柏林,一九三六年六月十三日,晨。
罗斯福遇刺的消息是凌晨才传到大洋这边的,电报经过了好几道中转,从纽约到伦敦,从伦敦到柏林,每一站都要核实,每一站都要确认。
韦格纳在想一个人——不是罗斯福,是那个不知道名字的刺客。
这时,门被敲了。
“进来。”
台尔曼走了进来。他的大胡子在晨光中显得有些灰白,眼袋很有些深,他昨天晚上没有睡,从收到第一条消息开始就在核实,从核实到分析,从分析到研判,一直忙到天亮。
他的手里拿着一个黑色的文件夹,里面装着从纽约、华盛顿、底特律三个渠道汇总来的情报。
“主席同志,消息确认了。罗斯福中弹,目前昏迷不醒。刺客在逃,美国联邦调查局正在全力搜捕。
“台尔曼同志,你怎么看这件事情?”
台尔曼在他对面坐下来,翻开文件夹。
“基于目前的情报,我的研判是——刺杀极有可能是美国境内的右翼残余分子或罗斯福政策打压下的资本家所为。
也有可能是双方联手。
但无论如何,不可能是我们的同志。

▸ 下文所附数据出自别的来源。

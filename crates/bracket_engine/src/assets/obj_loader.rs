//! OBJ file loader (triangle soup)
//!
//! Every face corner becomes its own vertex; polygons are fan-triangulated.
//! `o`/`g` statements start a new primitive so grouped files keep their parts.

use std::fs::File;
use std::io::{BufRead, BufReader};
use std::path::Path;

use thiserror::Error;

use crate::render::{MeshData, MeshPrimitive, Vertex};

/// OBJ parsing errors
#[derive(Error, Debug)]
pub enum ObjError {
    /// IO error
    #[error("IO error: {0}")]
    Io(#[from] std::io::Error),
    /// A number or index could not be parsed
    #[error("Parse error on line {line}: {message}")]
    ParseError {
        /// 1-based line number
        line: usize,
        /// What went wrong
        message: String,
    },
    /// The file parsed but holds no usable geometry
    #[error("Invalid format: {0}")]
    InvalidFormat(String),
}

/// Loader for Wavefront OBJ files
pub struct ObjLoader;

impl ObjLoader {
    /// Load an OBJ file and return a mesh
    pub fn load_obj<P: AsRef<Path>>(path: P) -> Result<MeshData, ObjError> {
        let path = path.as_ref();
        let file = File::open(path)?;
        Self::parse(BufReader::new(file), &path.to_string_lossy())
    }

    /// Parse OBJ text from any buffered reader
    pub fn parse<R: BufRead>(reader: R, name: &str) -> Result<MeshData, ObjError> {
        let mut positions: Vec<[f32; 3]> = Vec::new();
        let mut normals: Vec<[f32; 3]> = Vec::new();
        let mut tex_coords: Vec<[f32; 2]> = Vec::new();
        let mut primitives = Vec::new();
        let mut current = MeshPrimitive::default();

        for (line_index, line) in reader.lines().enumerate() {
            let line = line?;
            let line_number = line_index + 1;
            let line = line.trim();

            if line.is_empty() || line.starts_with('#') {
                continue;
            }

            let mut parts = line.split_whitespace();
            let Some(keyword) = parts.next() else {
                continue;
            };
            let args: Vec<&str> = parts.collect();

            match keyword {
                "v" => positions.push(parse_floats::<3>(&args, line_number, "vertex")?),
                "vn" => normals.push(parse_floats::<3>(&args, line_number, "normal")?),
                "vt" => tex_coords.push(parse_floats::<2>(&args, line_number, "tex coord")?),
                "o" | "g" => {
                    if !current.vertices.is_empty() {
                        primitives.push(std::mem::take(&mut current));
                    }
                    current.name = args.join(" ");
                }
                "f" => {
                    if args.len() < 3 {
                        return Err(ObjError::ParseError {
                            line: line_number,
                            message: format!("face needs at least 3 corners, got {}", args.len()),
                        });
                    }

                    let mut face_indices = Vec::with_capacity(args.len());
                    for corner in &args {
                        let vertex = parse_corner(corner, line_number, &positions, &normals, &tex_coords)?;
                        current.vertices.push(vertex);
                        face_indices.push((current.vertices.len() - 1) as u32);
                    }

                    // Triangulate face (simple fan triangulation)
                    for i in 1..(face_indices.len() - 1) {
                        current.indices.push(face_indices[0]);
                        current.indices.push(face_indices[i]);
                        current.indices.push(face_indices[i + 1]);
                    }
                }
                _ => {
                    // Materials, smoothing groups and the like are ignored
                }
            }
        }

        if !current.vertices.is_empty() {
            primitives.push(current);
        }

        if primitives.is_empty() {
            return Err(ObjError::InvalidFormat("No faces found in OBJ file".to_string()));
        }

        Ok(MeshData {
            name: name.to_string(),
            primitives,
        })
    }
}

fn parse_floats<const N: usize>(args: &[&str], line: usize, what: &str) -> Result<[f32; N], ObjError> {
    if args.len() < N {
        return Err(ObjError::ParseError {
            line,
            message: format!("{what} needs {N} components"),
        });
    }
    let mut values = [0.0; N];
    for (value, text) in values.iter_mut().zip(args) {
        *value = text.parse().map_err(|_| ObjError::ParseError {
            line,
            message: format!("invalid {what} component '{text}'"),
        })?;
    }
    Ok(values)
}

/// Resolve a 1-based (or negative, relative) OBJ index
fn resolve_index(text: &str, len: usize, line: usize) -> Result<usize, ObjError> {
    let raw: i64 = text.parse().map_err(|_| ObjError::ParseError {
        line,
        message: format!("invalid index '{text}'"),
    })?;
    let resolved = if raw > 0 {
        raw - 1
    } else {
        len as i64 + raw
    };
    if raw == 0 || resolved < 0 || resolved >= len as i64 {
        return Err(ObjError::InvalidFormat(format!(
            "index {raw} out of bounds on line {line}"
        )));
    }
    Ok(resolved as usize)
}

fn parse_corner(
    corner: &str,
    line: usize,
    positions: &[[f32; 3]],
    normals: &[[f32; 3]],
    tex_coords: &[[f32; 2]],
) -> Result<Vertex, ObjError> {
    let mut fields = corner.split('/');

    let position_index = resolve_index(fields.next().unwrap_or(""), positions.len(), line)?;

    let tex_coord = match fields.next() {
        Some(text) if !text.is_empty() => tex_coords[resolve_index(text, tex_coords.len(), line)?],
        _ => [0.0, 0.0],
    };

    let normal = match fields.next() {
        Some(text) if !text.is_empty() => normals[resolve_index(text, normals.len(), line)?],
        _ => [0.0, 1.0, 0.0],
    };

    Ok(Vertex {
        position: positions[position_index],
        normal,
        tex_coord,
    })
}

#[cfg(test)]
mod tests {
    use super::*;
    use std::io::Cursor;

    const QUAD: &str = "\
# unit quad
v 0 0 0
v 1 0 0
v 1 1 0
v 0 1 0
vt 0 0
vn 0 0 1
f 1/1/1 2/1/1 3/1/1 4/1/1
";

    #[test]
    fn test_quad_is_fan_triangulated() {
        let mesh = ObjLoader::parse(Cursor::new(QUAD), "quad").unwrap();
        assert_eq!(mesh.primitives.len(), 1);
        assert_eq!(mesh.vertex_count(), 4);
        assert_eq!(mesh.primitives[0].indices, vec![0, 1, 2, 0, 2, 3]);
        assert_eq!(mesh.primitives[0].vertices[2].position, [1.0, 1.0, 0.0]);
        assert_eq!(mesh.primitives[0].vertices[0].normal, [0.0, 0.0, 1.0]);
    }

    #[test]
    fn test_groups_split_primitives() {
        let text = "v 0 0 0\nv 1 0 0\nv 0 1 0\no first\nf 1 2 3\no second\nf -3 -2 -1\n";
        let mesh = ObjLoader::parse(Cursor::new(text), "groups").unwrap();
        assert_eq!(mesh.primitives.len(), 2);
        assert_eq!(mesh.primitives[0].name, "first");
        assert_eq!(mesh.primitives[1].name, "second");
        assert_eq!(mesh.triangle_count(), 2);
    }

    #[test]
    fn test_index_zero_is_rejected() {
        let text = "v 0 0 0\nv 1 0 0\nv 0 1 0\nf 0 1 2\n";
        assert!(matches!(
            ObjLoader::parse(Cursor::new(text), "bad"),
            Err(ObjError::InvalidFormat(_))
        ));
    }

    #[test]
    fn test_empty_file_is_invalid() {
        assert!(ObjLoader::parse(Cursor::new("# nothing\n"), "empty").is_err());
    }

    #[test]
    fn test_bad_number_reports_line() {
        let err = ObjLoader::parse(Cursor::new("v 0 0 0\nv 1 x 0\n"), "bad").unwrap_err();
        assert!(matches!(err, ObjError::ParseError { line: 2, .. }));
    }
}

”
韦格纳点了点头。
“继续。”
台尔曼翻到第二页。
“右翼方面,他们的头头脑脑不是被抓了起来判刑,就是人间蒸发。
胡佛的联邦调查局在过去几年里对右翼的清洗非常彻底,但彻底不等于干净。
地下残留的力量虽然组织涣散,但仇恨还在。
罗斯福是他们的头号目标,他们有机会一定会动手。”
“资本家方面。罗斯福的税收政策与原先不同。他面临的压力近期倍增。
罗斯福不仅要应对经济危机,还要应对美共的崛起和欧洲社会主义阵营的扩张。
他需要钱,大量的钱。军工产能、军队扩编、对英援助、对日谈判——每一项都要钱。
他从哪里弄钱?
从资本家口袋里掏。加税,加税,再加税。
资本家的利润被压缩到了极限。他们表面上支持罗斯福,背地里恨不得他死。”
韦格纳的手指在桌面上轻轻叩了一下。
“所以,你的结论是——右翼有动机,但能力不足;资本家有能力,但动机不足。
双方联手,动机和能力就都有了。右翼提供刺客,资本家提供资金和掩护。